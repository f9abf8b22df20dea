//! Streaming MD5/SHA-1 fingerprint computation.
//!
//! # Overview
//!
//! A fingerprint is the combination of the enabled digests' hex strings.
//! Files are read once in fixed-size blocks and every enabled digest is
//! fed from the same pass, so memory use is bounded regardless of file
//! size and the file is never read twice.

use std::fs::File;
use std::io::Read;
use std::path::Path;

use md5::{Digest, Md5};
use sha1::Sha1;

use super::HashError;

/// Read block size for streaming digests.
pub const BLOCK_SIZE: usize = 8192;

/// Which digest algorithms make up the fingerprint.
#[derive(Debug, Clone, Copy, PartialEq, Eq)]
pub struct DigestConfig {
    /// Compute an MD5 digest.
    pub md5: bool,
    /// Compute a SHA-1 digest.
    pub sha1: bool,
}

impl DigestConfig {
    /// Create a digest configuration. At least one algorithm is always
    /// enabled: if the caller selects neither, MD5 is used.
    #[must_use]
    pub fn new(md5: bool, sha1: bool) -> Self {
        if !md5 && !sha1 {
            Self {
                md5: true,
                sha1: false,
            }
        } else {
            Self { md5, sha1 }
        }
    }
}

impl Default for DigestConfig {
    fn default() -> Self {
        Self::new(true, false)
    }
}

/// Content fingerprint of one file: the enabled digests' hex strings.
///
/// Compared structurally, so two fingerprints are equal only when they were
/// computed with the same configuration and over identical content. A
/// disabled digest renders as the empty string in listings.
#[derive(Debug, Clone, PartialEq, Eq, Hash)]
pub struct Fingerprint {
    /// MD5 hex digest, if MD5 was enabled.
    pub md5: Option<String>,
    /// SHA-1 hex digest, if SHA-1 was enabled.
    pub sha1: Option<String>,
}

impl Fingerprint {
    /// MD5 hex digest, or the empty string when MD5 is disabled.
    #[must_use]
    pub fn md5_hex(&self) -> &str {
        self.md5.as_deref().unwrap_or("")
    }

    /// SHA-1 hex digest, or the empty string when SHA-1 is disabled.
    #[must_use]
    pub fn sha1_hex(&self) -> &str {
        self.sha1.as_deref().unwrap_or("")
    }
}

/// Compute the fingerprint of `path` under the given digest configuration.
///
/// The file is streamed in [`BLOCK_SIZE`] chunks and all enabled digests
/// are updated from each chunk.
///
/// # Errors
///
/// Returns a [`HashError`] if the file cannot be opened or read. Callers
/// treat this as fatal to the run: aborting before any deletion has
/// happened is safer than grouping on a partial read.
pub fn fingerprint_file(path: &Path, config: DigestConfig) -> Result<Fingerprint, HashError> {
    let mut file = File::open(path).map_err(|e| HashError::from_io(path, e))?;

    let mut md5 = config.md5.then(Md5::new);
    let mut sha1 = config.sha1.then(Sha1::new);

    let mut buf = [0u8; BLOCK_SIZE];
    loop {
        let n = file.read(&mut buf).map_err(|e| HashError::from_io(path, e))?;
        if n == 0 {
            break;
        }
        if let Some(h) = md5.as_mut() {
            h.update(&buf[..n]);
        }
        if let Some(h) = sha1.as_mut() {
            h.update(&buf[..n]);
        }
    }

    Ok(Fingerprint {
        md5: md5.map(|h| bytes_to_hex(&h.finalize())),
        sha1: sha1.map(|h| bytes_to_hex(&h.finalize())),
    })
}

/// Convert bytes to a lowercase hexadecimal string.
fn bytes_to_hex(bytes: &[u8]) -> String {
    bytes.iter().map(|b| format!("{:02x}", b)).collect()
}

* PROBLEM
Write down every line of the data above that includes the string "finalize".

* RESULT OF THE EXERCISE
        md5: md5.map(|h| bytes_to_hex(&h.finalize())),
        sha1: sha1.map(|h| bytes_to_hex(&h.finalize())),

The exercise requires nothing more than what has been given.